Your assignment :: Return the records below exactly, leaving nothing out.

Extracted entries ::
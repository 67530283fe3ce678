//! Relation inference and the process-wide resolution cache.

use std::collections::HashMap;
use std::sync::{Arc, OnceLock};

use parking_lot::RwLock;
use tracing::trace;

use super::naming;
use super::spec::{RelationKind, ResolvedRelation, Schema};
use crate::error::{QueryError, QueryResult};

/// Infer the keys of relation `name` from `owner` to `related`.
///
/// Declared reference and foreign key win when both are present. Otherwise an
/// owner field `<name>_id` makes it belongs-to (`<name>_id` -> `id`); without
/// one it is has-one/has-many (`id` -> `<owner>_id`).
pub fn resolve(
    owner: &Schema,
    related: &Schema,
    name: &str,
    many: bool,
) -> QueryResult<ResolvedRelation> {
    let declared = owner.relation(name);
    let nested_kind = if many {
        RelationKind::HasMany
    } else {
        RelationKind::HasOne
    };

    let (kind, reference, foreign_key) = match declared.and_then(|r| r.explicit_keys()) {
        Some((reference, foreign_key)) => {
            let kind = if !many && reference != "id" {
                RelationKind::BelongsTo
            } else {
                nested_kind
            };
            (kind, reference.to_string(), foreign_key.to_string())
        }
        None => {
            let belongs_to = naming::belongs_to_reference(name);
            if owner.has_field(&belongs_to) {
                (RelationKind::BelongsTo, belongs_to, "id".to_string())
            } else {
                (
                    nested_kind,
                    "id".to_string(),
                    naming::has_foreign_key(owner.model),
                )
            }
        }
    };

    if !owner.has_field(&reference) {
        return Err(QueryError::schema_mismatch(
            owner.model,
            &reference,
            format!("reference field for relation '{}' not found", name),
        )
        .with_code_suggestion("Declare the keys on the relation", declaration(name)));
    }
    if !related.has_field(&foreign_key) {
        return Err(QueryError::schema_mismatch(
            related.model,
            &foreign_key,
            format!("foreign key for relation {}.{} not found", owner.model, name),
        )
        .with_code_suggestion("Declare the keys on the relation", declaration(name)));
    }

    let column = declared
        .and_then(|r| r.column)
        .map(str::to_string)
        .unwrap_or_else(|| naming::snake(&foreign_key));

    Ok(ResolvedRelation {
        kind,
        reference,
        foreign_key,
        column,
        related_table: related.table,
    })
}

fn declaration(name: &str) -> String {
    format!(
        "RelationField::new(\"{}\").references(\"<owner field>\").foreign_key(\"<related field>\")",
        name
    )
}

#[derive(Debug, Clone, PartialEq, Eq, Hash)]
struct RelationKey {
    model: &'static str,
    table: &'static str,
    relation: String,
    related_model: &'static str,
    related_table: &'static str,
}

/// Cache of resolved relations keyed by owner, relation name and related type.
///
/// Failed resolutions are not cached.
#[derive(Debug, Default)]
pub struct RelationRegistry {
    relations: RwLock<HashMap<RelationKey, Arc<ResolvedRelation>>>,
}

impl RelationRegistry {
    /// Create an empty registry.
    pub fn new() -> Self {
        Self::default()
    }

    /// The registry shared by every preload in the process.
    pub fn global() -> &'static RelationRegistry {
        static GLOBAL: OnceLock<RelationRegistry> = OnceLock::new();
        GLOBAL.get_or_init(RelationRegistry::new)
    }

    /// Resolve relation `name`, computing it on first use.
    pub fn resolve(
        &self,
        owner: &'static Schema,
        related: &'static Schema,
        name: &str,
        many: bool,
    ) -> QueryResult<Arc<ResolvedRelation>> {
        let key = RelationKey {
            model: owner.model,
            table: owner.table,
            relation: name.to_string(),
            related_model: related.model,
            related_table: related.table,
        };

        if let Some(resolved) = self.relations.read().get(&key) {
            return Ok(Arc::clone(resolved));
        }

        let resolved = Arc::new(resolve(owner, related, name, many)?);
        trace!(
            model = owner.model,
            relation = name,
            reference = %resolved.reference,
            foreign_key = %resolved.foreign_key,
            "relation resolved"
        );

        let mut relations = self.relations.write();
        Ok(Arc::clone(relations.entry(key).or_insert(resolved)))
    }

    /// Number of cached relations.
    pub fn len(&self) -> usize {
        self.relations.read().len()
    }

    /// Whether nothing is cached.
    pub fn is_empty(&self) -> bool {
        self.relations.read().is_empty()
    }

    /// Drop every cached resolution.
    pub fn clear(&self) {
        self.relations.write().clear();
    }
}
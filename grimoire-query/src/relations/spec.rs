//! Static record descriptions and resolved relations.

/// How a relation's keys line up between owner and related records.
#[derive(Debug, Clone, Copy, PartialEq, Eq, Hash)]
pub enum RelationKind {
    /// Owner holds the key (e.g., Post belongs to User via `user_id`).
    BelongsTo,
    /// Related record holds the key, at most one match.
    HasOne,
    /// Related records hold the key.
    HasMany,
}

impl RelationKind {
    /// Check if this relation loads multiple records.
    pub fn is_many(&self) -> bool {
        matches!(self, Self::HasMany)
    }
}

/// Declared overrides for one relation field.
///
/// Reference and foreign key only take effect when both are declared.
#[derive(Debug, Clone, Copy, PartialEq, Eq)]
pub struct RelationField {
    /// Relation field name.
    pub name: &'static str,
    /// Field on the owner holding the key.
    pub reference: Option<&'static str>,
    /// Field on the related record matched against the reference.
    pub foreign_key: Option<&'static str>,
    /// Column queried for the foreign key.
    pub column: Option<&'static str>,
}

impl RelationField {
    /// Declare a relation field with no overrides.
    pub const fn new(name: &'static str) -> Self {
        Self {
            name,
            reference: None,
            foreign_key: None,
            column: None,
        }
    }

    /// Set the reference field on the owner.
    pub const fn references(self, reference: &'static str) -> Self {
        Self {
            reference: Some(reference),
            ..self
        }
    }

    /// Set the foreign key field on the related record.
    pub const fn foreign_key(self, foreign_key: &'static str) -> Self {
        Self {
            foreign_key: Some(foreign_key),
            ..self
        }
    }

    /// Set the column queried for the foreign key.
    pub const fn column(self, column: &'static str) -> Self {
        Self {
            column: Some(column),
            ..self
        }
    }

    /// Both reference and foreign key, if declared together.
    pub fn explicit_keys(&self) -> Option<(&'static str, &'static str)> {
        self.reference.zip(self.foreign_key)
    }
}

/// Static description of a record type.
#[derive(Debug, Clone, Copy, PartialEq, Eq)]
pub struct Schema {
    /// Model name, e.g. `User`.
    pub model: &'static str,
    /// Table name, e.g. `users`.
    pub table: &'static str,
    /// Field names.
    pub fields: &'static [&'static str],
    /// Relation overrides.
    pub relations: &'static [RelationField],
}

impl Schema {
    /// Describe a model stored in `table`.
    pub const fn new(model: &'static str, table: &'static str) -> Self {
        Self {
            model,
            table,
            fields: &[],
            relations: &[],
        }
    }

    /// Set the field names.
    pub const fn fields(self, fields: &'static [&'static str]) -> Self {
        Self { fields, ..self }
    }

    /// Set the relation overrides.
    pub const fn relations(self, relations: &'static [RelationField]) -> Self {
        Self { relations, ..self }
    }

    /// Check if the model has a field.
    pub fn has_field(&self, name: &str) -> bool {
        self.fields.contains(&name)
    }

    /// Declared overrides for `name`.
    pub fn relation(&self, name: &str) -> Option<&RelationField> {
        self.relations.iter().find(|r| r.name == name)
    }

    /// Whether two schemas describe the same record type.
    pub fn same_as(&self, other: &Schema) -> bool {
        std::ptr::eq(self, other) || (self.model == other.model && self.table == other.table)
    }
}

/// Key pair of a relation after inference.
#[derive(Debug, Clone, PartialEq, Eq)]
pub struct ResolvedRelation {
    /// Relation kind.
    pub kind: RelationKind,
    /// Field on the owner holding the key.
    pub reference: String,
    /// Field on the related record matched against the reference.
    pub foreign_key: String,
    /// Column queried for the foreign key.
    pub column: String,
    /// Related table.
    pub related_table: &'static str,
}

Response below ::
repository 67530283fe3ce678
//! Relation inference and the process-wide resolution cache.

use std::collections::HashMap;
use std::sync::{Arc, OnceLock};

use parking_lot::RwLock;
use tracing::trace;

use super::naming;
use super::spec::{RelationKind, ResolvedRelation, Schema};
use crate::error::{QueryError, QueryResult};

/// Infer the keys of relation `name` from `owner` to `related`.
///
/// Declared reference and foreign key win when both are present. Otherwise an
/// owner field `<name>_id` makes it belongs-to (`<name>_id` -> `id`); without
/// one it is has-one/has-many (`id` -> `<owner>_id`).
pub fn resolve(
    owner: &Schema,
    related: &Schema,
    name: &str,
    many: bool,
) -> QueryResult<ResolvedRelation> {
    let declared = owner.relation(name);
    let nested_kind = if many {
        RelationKind::HasMany
    } else {
        RelationKind::HasOne
    };

    let (kind, reference, foreign_key) = match declared.and_then(|r| r.explicit_keys()) {
        Some((reference, foreign_key)) => {
            let kind = if !many && reference != "id" {
                RelationKind::BelongsTo
            } else {
                nested_kind
            };
            (kind, reference.to_string(), foreign_key.to_string())
        }
        None => {
            let belongs_to = naming::belongs_to_reference(name);
            if owner.has_field(&belongs_to) {
                (RelationKind::BelongsTo, belongs_to, "id".to_string())
            } else {
                (
                    nested_kind,
                    "id".to_string(),
                    naming::has_foreign_key(owner.model),
                )
            }
        }
    };

    if !owner.has_field(&reference) {
        return Err(QueryError::schema_mismatch(
            owner.model,
            &reference,
            format!("reference field for relation '{}' not found", name),
        )
        .with_code_suggestion("Declare the keys on the relation", declaration(name)));
    }
    if !related.has_field(&foreign_key) {
        return Err(QueryError::schema_mismatch(
            related.model,
            &foreign_key,
            format!("foreign key for relation {}.{} not found", owner.model, name),
        )
        .with_code_suggestion("Declare the keys on the relation", declaration(name)));
    }

    let column = declared
        .and_then(|r| r.column)
        .map(str::to_string)
        .unwrap_or_else(|| naming::snake(&foreign_key));

    Ok(ResolvedRelation {
        kind,
        reference,
        foreign_key,
        column,
        related_table: related.table,
    })
}

fn declaration(name: &str) -> String {
    format!(
        "RelationField::new(\"{}\").references(\"<owner field>\").foreign_key(\"<related field>\")",
        name
    )
}

#[derive(Debug, Clone, PartialEq, Eq, Hash)]
struct RelationKey {
    model: &'static str,
    table: &'static str,
    relation: String,
    related_model: &'static str,
    related_table: &'static str,
}

/// Cache of resolved relations keyed by owner, relation name and related type.
///
/// Failed resolutions are not cached.
#[derive(Debug, Default)]
pub struct RelationRegistry {
    relations: RwLock<HashMap<RelationKey, Arc<ResolvedRelation>>>,
}

impl RelationRegistry {
    /// Create an empty registry.
    pub fn new() -> Self {
        Self::default()
    }

    /// The registry shared by every preload in the process.
    pub fn global() -> &'static RelationRegistry {
        static GLOBAL: OnceLock<RelationRegistry> = OnceLock::new();
        GLOBAL.get_or_init(RelationRegistry::new)
    }

    /// Resolve relation `name`, computing it on first use.
    pub fn resolve(
        &self,
        owner: &'static Schema,
        related: &'static Schema,
        name: &str,
        many: bool,
    ) -> QueryResult<Arc<ResolvedRelation>> {
        let key = RelationKey {
            model: owner.model,
            table: owner.table,
            relation: name.to_string(),
            related_model: related.model,
            related_table: related.table,
        };

        if let Some(resolved) = self.relations.read().get(&key) {
            return Ok(Arc::clone(resolved));
        }

        let resolved = Arc::new(resolve(owner, related, name, many)?);
        trace!(
            model = owner.model,
            relation = name,
            reference = %resolved.reference,
            foreign_key = %resolved.foreign_key,
            "relation resolved"
        );

        let mut relations = self.relations.write();
        Ok(Arc::clone(relations.entry(key).or_insert(resolved)))
    }

    /// Number of cached relations.
    pub fn len(&self) -> usize {
        self.relations.read().len()
    }

    /// Whether nothing is cached.
    pub fn is_empty(&self) -> bool {
        self.relations.read().is_empty()
    }

    /// Drop every cached resolution.
    pub fn clear(&self) {
        self.relations.write().clear();
    }
}
filename grimoire-query/src/relations/spec.rs
//! Static record descriptions and resolved relations.

/// How a relation's keys line up between owner and related records.
#[derive(Debug, Clone, Copy, PartialEq, Eq, Hash)]
pub enum RelationKind {
    /// Owner holds the key (e.g., Post belongs to User via `user_id`).
    BelongsTo,
    /// Related record holds the key, at most one match.
    HasOne,
    /// Related records hold the key.
    HasMany,
}

impl RelationKind {
    /// Check if this relation loads multiple records.
    pub fn is_many(&self) -> bool {
        matches!(self, Self::HasMany)
    }
}

/// Declared overrides for one relation field.
///
/// Reference and foreign key only take effect when both are declared.
#[derive(Debug, Clone, Copy, PartialEq, Eq)]
pub struct RelationField {
    /// Relation field name.
    pub name: &'static str,
    /// Field on the owner holding the key.
    pub reference: Option<&'static str>,
    /// Field on the related record matched against the reference.
    pub foreign_key: Option<&'static str>,
    /// Column queried for the foreign key.
    pub column: Option<&'static str>,
}

impl RelationField {
    /// Declare a relation field with no overrides.
    pub const fn new(name: &'static str) -> Self {
        Self {
            name,
            reference: None,
            foreign_key: None,
            column: None,
        }
    }

    /// Set the reference field on the owner.
    pub const fn references(self, reference: &'static str) -> Self {
        Self {
            reference: Some(reference),
            ..self
        }
    }

    /// Set the foreign key field on the related record.
    pub const fn foreign_key(self, foreign_key: &'static str) -> Self {
        Self {
            foreign_key: Some(foreign_key),
            ..self
        }
    }

    /// Set the column queried for the foreign key.
    pub const fn column(self, column: &'static str) -> Self {
        Self {
            column: Some(column),
            ..self
        }
    }

    /// Both reference and foreign key, if declared together.
    pub fn explicit_keys(&self) -> Option<(&'static str, &'static str)> {
        self.reference.zip(self.foreign_key)
    }
}

/// Static description of a record type.
#[derive(Debug, Clone, Copy, PartialEq, Eq)]
pub struct Schema {
    /// Model name, e.g. `User`.
    pub model: &'static str,
    /// Table name, e.g. `users`.
    pub table: &'static str,
    /// Field names.
    pub fields: &'static [&'static str],
    /// Relation overrides.
    pub relations: &'static [RelationField],
}

impl Schema {
    /// Describe a model stored in `table`.
    pub const fn new(model: &'static str, table: &'static str) -> Self {
        Self {
            model,
            table,
            fields: &[],
            relations: &[],
        }
    }

    /// Set the field names.
    pub const fn fields(self, fields: &'static [&'static str]) -> Self {
        Self { fields, ..self }
    }

    /// Set the relation overrides.
    pub const fn relations(self, relations: &'static [RelationField]) -> Self {
        Self { relations, ..self }
    }

    /// Check if the model has a field.
    pub fn has_field(&self, name: &str) -> bool {
        self.fields.contains(&name)
    }

    /// Declared overrides for `name`.
    pub fn relation(&self, name: &str) -> Option<&RelationField> {
        self.relations.iter().find(|r| r.name == name)
    }

    /// Whether two schemas describe the same record type.
    pub fn same_as(&self, other: &Schema) -> bool {
        std::ptr::eq(self, other) || (self.model == other.model && self.table == other.table)
    }
}

/// Key pair of a relation after inference.
#[derive(Debug, Clone, PartialEq, Eq)]
pub struct ResolvedRelation {
    /// Relation kind.
    pub kind: RelationKind,
    /// Field on the owner holding the key.
    pub reference: String,
    /// Field on the related record matched against the reference.
    pub foreign_key: String,
    /// Column queried for the foreign key.
    pub column: String,
    /// Related table.
    pub related_table: &'static str,
}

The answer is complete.